The University of Silesia in Katowice
- Latin: Universitas Silesiensis
- Type: Public
- Established: 8 June 1968
- Affiliations: Erasmus+, CEEPUS, EUA, European Physics Education Network (EUPEN), European Law Faculties Association (ELFA) AUF, European Association of Schools of Social Work (EASSW), EUNIS, EPSO, CERN, European Chemistry Thematic Network (ECTN)
- Rector: Ryszard Koziołek
- Faculty: 2,082
- Students: 18,306 (12.2023)
- Postgraduates: 1,614
- Location: ul. Bankowa 12, 40-007, Katowice, Poland
- Campus: Katowice, Sosnowiec, Cieszyn, Chorzów;
- Website: us.edu.pl/en/

= University of Silesia in Katowice =

Autonomous state-run university in Katowice, Silesia Province, Poland

The University of Silesia in Katowice (Uniwersytet Śląski w Katowicach, UŚ) is an autonomous state-run university in Katowice, Silesia Province, Poland.

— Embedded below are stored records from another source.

//! MP4 の仕様とは直接は関係がない、実装上便利な補助的なコンポーネントを集めたモジュール

use std::num::NonZeroU32;

use crate::{
    Either,
    boxes::{StblBox, StszBox},
};

/// チャンクの構成（`stsc` ボックスを展開したもの）
#[derive(Debug, Clone, Copy)]
struct ChunkLayout {
    first_sample_index: u32, // 0 始まり
    sample_count: u32,
    description_index: NonZeroU32,
}

/// [`StblBox`] をラップして、その中の情報を簡単かつ効率的に取り出せるようにするための構造体
#[derive(Debug)]
pub struct SampleTableAccessor<'a> {
    stbl_box: &'a StblBox,
    sample_count: u32,
    stts_table: Vec<(u32, u64, u32)>, // (累計サンプル数、累計の尺、尺）
    ctts_table: Vec<(u32, i32)>,      // (累計サンプル数、オフセット）
    chunks: Vec<ChunkLayout>,
}

impl<'a> SampleTableAccessor<'a> {
    /// 引数で渡された [`StblBox`] 用の [`SampleTableAccessor`] インスタンスを生成する
    pub fn new(stbl_box: &'a StblBox) -> Self {
        let sample_count = match &stbl_box.stsz_box {
            StszBox::Fixed { sample_count, .. } => *sample_count,
            StszBox::Variable { entry_sizes } => entry_sizes.len() as u32,
        };

        let mut stts_table = Vec::with_capacity(stbl_box.stts_box.entries.len());
        let (mut count, mut dts) = (0u32, 0u64);
        for entry in &stbl_box.stts_box.entries {
            stts_table.push((count, dts, entry.sample_delta));
            count = count.saturating_add(entry.sample_count);
            dts = dts.saturating_add(entry.sample_count as u64 * entry.sample_delta as u64);
        }

        let mut ctts_table = Vec::new();
        let mut count = 0u32;
        for entry in stbl_box.ctts_box.iter().flat_map(|b| &b.entries) {
            ctts_table.push((count, entry.sample_offset));
            count = count.saturating_add(entry.sample_count);
        }

        let chunk_count = match &stbl_box.stco_or_co64_box {
            Either::A(b) => b.chunk_offsets.len() as u32,
            Either::B(b) => b.chunk_offsets.len() as u32,
        };
        let mut chunks = Vec::with_capacity(chunk_count as usize);
        let mut first_sample_index = 0u32;
        let runs = &stbl_box.stsc_box.entries;
        for (i, run) in runs.iter().enumerate() {
            let end = runs
                .get(i + 1)
                .map_or(chunk_count + 1, |next| next.first_chunk.get())
                .min(chunk_count + 1);
            for _ in run.first_chunk.get()..end {
                chunks.push(ChunkLayout {
                    first_sample_index,
                    sample_count: run.sample_per_chunk,
                    description_index: run.sample_description_index,
                });
                first_sample_index = first_sample_index.saturating_add(run.sample_per_chunk);
            }
        }

        Self {
            stbl_box,
            sample_count,
            stts_table,
            ctts_table,
            chunks,
        }
    }

    /// トラック内のサンプルの数を取得する
    pub fn sample_count(&self) -> u32 {
        self.sample_count
    }

    /// トラック内のチャンクの数を取得する
    pub fn chunk_count(&self) -> u32 {
        match &self.stbl_box.stco_or_co64_box {
            Either::A(b) => b.chunk_offsets.len() as u32,
            Either::B(b) => b.chunk_offsets.len() as u32,
        }
    }

    /// 指定されたサンプルの尺を取得する
    ///
    /// 存在しないサンプルが指定された場合には [`None`] が返される
    pub fn sample_duration(&self, sample_index: NonZeroU32) -> Option<u32> {
        self.decode_time(sample_index).map(|(_, duration)| duration)
    }

    /// 指定されたサンプルのデータサイズ（バイト数）を取得する
    ///
    /// 存在しないサンプルが指定された場合には [`None`] が返される
    pub fn sample_size(&self, sample_index: NonZeroU32) -> Option<u32> {
        if self.sample_count < sample_index.get() {
            return None;
        }

        let i = sample_index.get() as usize - 1;
        match &self.stbl_box.stsz_box {
            StszBox::Fixed { sample_size, .. } => Some(sample_size.get()),
            StszBox::Variable { entry_sizes } => entry_sizes.get(i).copied(),
        }
    }

    /// 指定されたサンプルが同期サンプルかどうかを判定する
    ///
    /// 存在しないサンプルが指定された場合には [`None`] が返される
    pub fn is_sync_sample(&self, sample_index: NonZeroU32) -> Option<bool> {
        if self.sample_count < sample_index.get() {
            return None;
        }

        let Some(stss_box) = &self.stbl_box.stss_box else {
            // stss ボックスが存在しない場合は全てが同期サンプル扱い
            return Some(true);
        };

        Some(stss_box.sample_numbers.binary_search(&sample_index).is_ok())
    }

    /// 指定されたチャンクのファイル内でのバイト位置を返す
    ///
    /// 存在しないチャンクが指定された場合には [`None`] が返される
    pub fn chunk_offset(&self, chunk_index: NonZeroU32) -> Option<u64> {
        let i = chunk_index.get() as usize - 1;
        match &self.stbl_box.stco_or_co64_box {
            Either::A(b) => b.chunk_offsets.get(i).copied().map(|v| v as u64),
            Either::B(b) => b.chunk_offsets.get(i).copied(),
        }
    }

    /// 指定されたサンプルの情報をまとめて取得する
    ///
    /// 存在しないサンプル、もしくはチャンクに属していないサンプルが指定された場合には [`None`] が返される
    pub fn get_sample(&self, sample_index: NonZeroU32) -> Option<SampleInfo> {
        let i = sample_index.get() - 1;
        let chunk_pos = match self.chunks.binary_search_by_key(&i, |c| c.first_sample_index) {
            Ok(pos) => pos,
            Err(0) => return None,
            Err(pos) => pos - 1,
        };
        let chunk = self.chunks.get(chunk_pos)?;
        if i >= chunk.first_sample_index.saturating_add(chunk.sample_count) {
            return None;
        }
        let chunk_index = NonZeroU32::MIN.saturating_add(chunk_pos as u32);

        let mut data_offset = self.chunk_offset(chunk_index)?;
        for j in chunk.first_sample_index..i {
            let size = self.sample_size(NonZeroU32::MIN.saturating_add(j))?;
            data_offset = data_offset.checked_add(size as u64)?;
        }
        let (dts, duration) = self.decode_time(sample_index)?;

        Some(SampleInfo {
            sample_index,
            chunk_index,
            description_index: chunk.description_index,
            data_offset,
            size: self.sample_size(sample_index)?,
            dts,
            duration,
            composition_offset: self.composition_offset(i),
            is_sync: self.is_sync_sample(sample_index)?,
        })
    }

    /// 全てのサンプルの情報を順番に走査する
    pub fn samples(&self) -> impl '_ + Iterator<Item = SampleInfo> {
        (0..self.sample_count).map_while(|i| self.get_sample(NonZeroU32::MIN.saturating_add(i)))
    }

    fn decode_time(&self, sample_index: NonZeroU32) -> Option<(u64, u32)> {
        if self.sample_count < sample_index.get() {
            return None;
        }
        let i = sample_index.get() - 1;
        let pos = match self.stts_table.binary_search_by_key(&i, |x| x.0) {
            Ok(pos) => pos,
            Err(0) => return None,
            Err(pos) => pos - 1,
        };
        let (first, base, delta) = *self.stts_table.get(pos)?;
        let dts = base.checked_add((i - first) as u64 * delta as u64)?;
        Some((dts, delta))
    }

    fn composition_offset(&self, i: u32) -> i32 {
        match self.ctts_table.binary_search_by_key(&i, |x| x.0) {
            Ok(pos) => self.ctts_table[pos].1,
            Err(0) => 0,
            Err(pos) => self.ctts_table[pos - 1].1,
        }
    }
}

/// [`SampleTableAccessor::get_sample()`] が返すサンプルの情報
#[derive(Debug, Clone, Copy, PartialEq, Eq, Hash)]
pub struct SampleInfo {
    /// サンプルのインデックス（1 始まり）
    pub sample_index: NonZeroU32,

    /// サンプルが属するチャンクのインデックス（1 始まり）
    pub chunk_index: NonZeroU32,

    /// サンプルエントリーのインデックス（1 始まり）
    pub description_index: NonZeroU32,

    /// ファイル内でのサンプルデータの位置
    pub data_offset: u64,

    /// サンプルデータのサイズ
    pub size: u32,

    /// 復号時刻（メディアのタイムスケール）
    pub dts: u64,

    /// 尺（メディアのタイムスケール）
    pub duration: u32,

    /// 復号時刻から表示時刻へのオフセット
    pub composition_offset: i32,

    /// 同期サンプルかどうか
    pub is_sync: bool,
}

impl SampleInfo {
    /// 表示時刻（メディアのタイムスケール）
    pub fn cts(&self) -> i64 {
        self.dts as i64 + self.composition_offset as i64
    }
}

The university offers higher education and research facilities. It offers undergraduate, masters, and PhD degree programs, as well as postgraduate, postdoctoral research, habilitation, and continuous education and training programs.

== History ==

The history of the University of Silesia in Katowice dates back to 1928, when the Instytut Pedagogiczny w Katowicach (Pedagogical Institute in Katowice) was established in Katowice which existed till 1939. In 1950, the Higher Pedagogical School in Katowice was established, however, first preparations to formation of what would later become the University of Silesia in Katowice were taken just after the end of Second World War.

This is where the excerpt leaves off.